4. Long distance travel is increasingly precarious. Ash, strikes and  airlines going under ground flights. Travel is expensive (even in the UK with extortionate train fares) and takes up a lot of time. Virtual Worlds could, possibly, be used instead of many workshops, conferences, meetings et al. Your thoughts on this? And how do virtual worlds such as Second Life stack up against other event-replacing media such as Elluminate and Skype?

I attend a lot of remote meetings and conferences via SL and find it very convenient and much less fraught than it used to be. A number of the Masters students, however, were less than enthused about the lack of facial feedback from avatars and, I suspect, also begrudged the loss of the opportunity to network in person as well as visit new and exciting real-life places.

I have relatively little experience of Elluminate — my recollection is that it didn’t seem to engender as good a backchannel and, of course, there was negligible sense of shared presence. If I’m speaking, I do like to rez things as well as show slides and that seemed to go down reasonably well at the Virtual Worlds Best Practice in Education talk I gave.

5. Second Life. Using just that, or considering other virtual worlds? If so, why?

I’m only anticipating using SL for the coming year though, if time permits, I will have a look at some of the alternatives. Some further ruminations under Q.9.

6. Problems with universities blocking access to Second Life. Is anyone still having that, or are we over it now?

Never had that problem.

7. Handling large numbers of students in virtual worlds simultaneously i.e. more than 30. Do you have experience of this? How did it go?

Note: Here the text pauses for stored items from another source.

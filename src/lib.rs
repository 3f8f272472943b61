//! daylog — multi-tenant, daily-sharded log storage on MongoDB
//! time-series collections.
//!
//! Each tenant gets one database (`<tenant>_logs`) and one time-series
//! collection per UTC day (`<tenant>_log_<YYYY-MM-DD>`) with a retention
//! TTL, so no single collection grows without bound. The crate covers:
//!
//! - the shard lifecycle: [`shard_key`] maps instants to shards,
//!   [`provision::Provisioner`] creates them idempotently ahead of the
//!   date boundary;
//! - cluster bootstrap: [`bootstrap::Bootstrapper`] initializes the
//!   replica set, creates per-tenant databases and scoped users, and
//!   synthesizes the least-privilege operator role used for shard
//!   creation;
//! - log I/O: [`writer::LogWriter`] and [`reader::LogReader`] against the
//!   currently active shard.
//!
//! The document store sits behind [`store::LogStore`]; the MongoDB
//! adapter classifies all provider error codes into [`Error`], and an
//! in-memory implementation backs the test suite.

pub mod bootstrap;
pub mod config;
pub mod error;
pub mod model;
pub mod provision;
pub mod reader;
pub mod retry;
pub mod shard;
pub mod store;
pub mod writer;

pub use config::Config;
pub use error::{Error, Result};
pub use model::{Level, LogRecord, RecordMeta};
pub use provision::{Outcome, Provisioner, RunReport};
pub use reader::LogReader;
pub use shard::{shard_key, ShardId, ShardSchema};
pub use store::{LogStore, MemoryStore, MongoStore, RangeQuery};
pub use writer::LogWriter;
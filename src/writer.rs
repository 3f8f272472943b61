//! Log writer.
//!
//! Appends records to the tenant's currently active shard. The writer
//! never creates shards; a missing shard is a provisioning gap and
//! surfaces as `NotFound`.

use std::sync::Arc;

use bson::oid::ObjectId;
use chrono::Utc;
use tracing::debug;

use crate::error::Result;
use crate::model::LogRecord;
use crate::shard::shard_key;
use crate::store::LogStore;

pub struct LogWriter {
    store: Arc<dyn LogStore>,
    tenant: String,
}

impl LogWriter {
    pub fn new(store: Arc<dyn LogStore>, tenant: &str) -> Self {
        Self {
            store,
            tenant: tenant.to_string(),
        }
    }

    /// Appends one record to the active shard.
    pub async fn write(&self, record: &LogRecord) -> Result<ObjectId> {
        let shard = shard_key(&self.tenant, Utc::now());
        let id = self
            .store
            .insert_one(&shard.database(), &shard.collection(), record.to_document()?)
            .await?;
        debug!(%shard, %id, "record written");
        Ok(id)
    }

    /// Appends a batch to the active shard. All-or-nothing from the
    /// caller's perspective; the store's bulk semantics are inherited.
    pub async fn write_bulk(&self, records: &[LogRecord]) -> Result<Vec<ObjectId>> {
        let shard = shard_key(&self.tenant, Utc::now());
        let docs = records
            .iter()
            .map(LogRecord::to_document)
            .collect::<Result<Vec<_>>>()?;
        let ids = self
            .store
            .insert_many(&shard.database(), &shard.collection(), docs)
            .await?;
        debug!(%shard, count = ids.len(), "bulk records written");
        Ok(ids)
    }
}
//! SentiTrade Core: domain types, sentiment estimators, position sizing, the
//! decision engine, and the market data and broker gateways it reads from.
//!
//! - Domain types (bars, quotes, headlines, account, positions, orders, decisions)
//! - Indicators (SMA, percent change)
//! - News and technical sentiment estimators
//! - Cash-fraction position sizer
//! - Decision engine and trading session
//! - Market data gateway (Yahoo, Alpaca, cross-checked, static)
//! - Broker gateway (Alpaca live, in-memory simulation)

pub mod broker;
pub mod data;
pub mod domain;
pub mod engine;
pub mod indicators;
pub mod sentiment;
pub mod sizers;

#[cfg(test)]
mod tests {
    use super::*;

    /// Compile-time check: types shared across request handlers are Send + Sync.
    #[allow(dead_code)]
    fn assert_send_sync() {
        fn require_send<T: Send>() {}
        fn require_sync<T: Sync>() {}

        require_send::<domain::Bar>();
        require_sync::<domain::Bar>();
        require_send::<domain::TradeDecision>();
        require_sync::<domain::TradeDecision>();
        require_send::<domain::Position>();
        require_sync::<domain::Position>();
        require_send::<domain::OptionChain>();
        require_sync::<domain::OptionChain>();

        require_send::<engine::TradingSession>();
        require_sync::<engine::TradingSession>();
        require_send::<engine::DecisionEngine>();
        require_sync::<engine::DecisionEngine>();

        require_send::<data::StaticMarketData>();
        require_sync::<data::StaticMarketData>();
        require_send::<data::CrossCheckedMarketData>();
        require_sync::<data::CrossCheckedMarketData>();
        require_send::<data::CircuitBreaker>();
        require_sync::<data::CircuitBreaker>();

        require_send::<broker::SimulatedBroker>();
        require_sync::<broker::SimulatedBroker>();
    }

    /// The sentiment estimators never see the broker: they take only headlines
    /// or bars.
    #[test]
    fn estimators_take_no_account_state() {
        fn _news(
            est: &sentiment::NewsSentiment,
            heads: &[domain::NewsHeadline],
        ) -> Result<domain::SentimentResult, sentiment::SentimentError> {
            est.estimate(heads, chrono::Utc::now())
        }
        fn _technical(est: &sentiment::TechnicalSentiment, bars: &[domain::Bar]) -> domain::SentimentResult {
            est.estimate(bars)
        }
    }
}
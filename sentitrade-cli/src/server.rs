use axum::{
    routing::{get, post},
    Router,
};
use tower_http::cors::{Any, CorsLayer};
use tower_http::trace::TraceLayer;

use crate::handlers::{self, AppState};

pub struct ApiServer {
    bot: AppState,
}

impl ApiServer {
    pub fn new(bot: AppState) -> Self {
        Self { bot }
    }

    pub fn router(&self) -> Router {
        let cors = CorsLayer::new()
            .allow_origin(Any)
            .allow_methods(Any)
            .allow_headers(Any);

        Router::new()
            .route("/api/status", get(handlers::status))
            .route("/api/start", post(handlers::start))
            .route("/api/stop", post(handlers::stop))
            .route("/api/sentiment", get(handlers::sentiment))
            .route("/api/portfolio", get(handlers::portfolio))
            .route("/api/cycle", post(handlers::cycle))
            .route("/api/backtest", post(handlers::backtest))
            .route("/api/price/:symbol", get(handlers::price))
            .route("/api/trade", post(handlers::trade))
            .route("/api/options", post(handlers::option_order))
            .route("/api/options/:symbol", get(handlers::options))
            .route("/api/trades", get(handlers::trades))
            .layer(cors)
            .layer(TraceLayer::new_for_http())
            .with_state(self.bot.clone())
    }

    /// Bind and serve until the listener fails.
    pub async fn serve(self, addr: &str) -> anyhow::Result<()> {
        let listener = tokio::net::TcpListener::bind(addr).await?;
        tracing::info!("HTTP API listening on {}", addr);

        axum::serve(listener, self.router()).await?;

        Ok(())
    }
}
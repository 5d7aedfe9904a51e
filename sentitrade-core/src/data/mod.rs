//! Market data gateway: quotes, daily history and headlines.

pub mod alpaca;
pub mod circuit_breaker;
pub mod cross_check;
pub mod http;
pub mod provider;
pub mod static_data;
pub mod yahoo;

pub use alpaca::AlpacaMarketData;
pub use circuit_breaker::CircuitBreaker;
pub use cross_check::CrossCheckedMarketData;
pub use http::JsonFetcher;
pub use provider::{DataError, MarketData};
pub use static_data::{demo_price, synthetic_bars, StaticMarketData};
pub use yahoo::YahooMarketData;
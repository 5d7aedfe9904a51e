//! Circuit breaker for provider bans and rate limits.
//!
//! HTTP 403 trips immediately; repeated failures (429, 5xx) trip after
//! `failure_threshold` in a row. While open, every request is refused until
//! the cooldown passes.

use std::sync::{Mutex, MutexGuard};
use std::time::{Duration, Instant};

#[derive(Debug, Clone, Copy, PartialEq, Eq)]
pub enum BreakerState {
    Closed,
    Open { tripped_at: Instant },
}

#[derive(Debug)]
struct Inner {
    state: BreakerState,
    consecutive_failures: u32,
}

#[derive(Debug)]
pub struct CircuitBreaker {
    inner: Mutex<Inner>,
    cooldown: Duration,
    failure_threshold: u32,
}

impl CircuitBreaker {
    pub fn new(cooldown: Duration, failure_threshold: u32) -> Self {
        Self {
            inner: Mutex::new(Inner {
                state: BreakerState::Closed,
                consecutive_failures: 0,
            }),
            cooldown,
            failure_threshold: failure_threshold.max(1),
        }
    }

    /// 30-minute cooldown, trips after 3 consecutive failures.
    pub fn default_provider() -> Self {
        Self::new(Duration::from_secs(30 * 60), 3)
    }

    // A panic while holding the lock cannot leave Inner half-updated.
    fn lock(&self) -> MutexGuard<'_, Inner> {
        self.inner.lock().unwrap_or_else(|poisoned| poisoned.into_inner())
    }

    pub fn is_allowed(&self) -> bool {
        let mut inner = self.lock();
        match inner.state {
            BreakerState::Closed => true,
            BreakerState::Open { tripped_at } if tripped_at.elapsed() >= self.cooldown => {
                inner.state = BreakerState::Closed;
                inner.consecutive_failures = 0;
                true
            }
            BreakerState::Open { .. } => false,
        }
    }

    pub fn state(&self) -> BreakerState {
        self.lock().state
    }

    pub fn record_success(&self) {
        self.lock().consecutive_failures = 0;
    }

    pub fn record_failure(&self) {
        let mut inner = self.lock();
        inner.consecutive_failures += 1;
        if inner.consecutive_failures >= self.failure_threshold {
            inner.state = BreakerState::Open {
                tripped_at: Instant::now(),
            };
        }
    }

    /// Open immediately (403 / IP ban).
    pub fn trip(&self) {
        self.lock().state = BreakerState::Open {
            tripped_at: Instant::now(),
        };
    }

    pub fn remaining_cooldown(&self) -> Duration {
        match self.lock().state {
            BreakerState::Closed => Duration::ZERO,
            BreakerState::Open { tripped_at } => {
                self.cooldown.saturating_sub(tripped_at.elapsed())
            }
        }
    }
}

The Masters class was more than 30 but I was forced to schedule that into smaller groups anyway so the inworld supervision was not a major issue.

8. What do you think of the new Second Life viewer, both the UI / usability changes and the new functionality it enables (e.g. media on a prim)?

I do agree with the Linden Lab notion of simplifying the initial experience and I think the web browser-like features are an improvement, albeit somewhat reminiscent of the earlier OnRez viewer. The sidebar and communications aspects are less well implemented but hopefully they will be improved in the next release. I am very enthusiastic about shared media and will be talking on that topic at our local Learning & Teaching conference. I am hoping that it will go some way to simplifying aspects of what I currently teach although I do see some issues, not least legibility as well as lack of synchrony between different users seeing the same media prim unless you are using special apps.

9. Do you have a view on the new Second Life Terms of Service conditions and ownership rights which are creating a bit of a hoo-hah in some quarters? Do you think it will affect you? Does it matter in the grand scheme of things?

I don’t think it has changed my views and intentions significantly, given that I was never anticipating migrating my builds (or, more to the point, anyone else’s) to other worlds. I do create quite a lot of content from scratch so the option is there for some of it; anything computationally intensive is handled by an external server anyway. Ultimately I suspect I would be able to migrate to an OpenSim world reasonably easily provided it had decent scripting performance — that can’t be far off now.

That said, I have no idea whether I will ultimately end up in OpenSim or somewhere completely different. If the University was suddenly to endorse a.n.other non-OpenSim virtual world, I would do my best to support that, possibly for new developments in the first instance. That means that I most likely wouldn’t abandon SL; I see it as the metaverse hub for some years to come.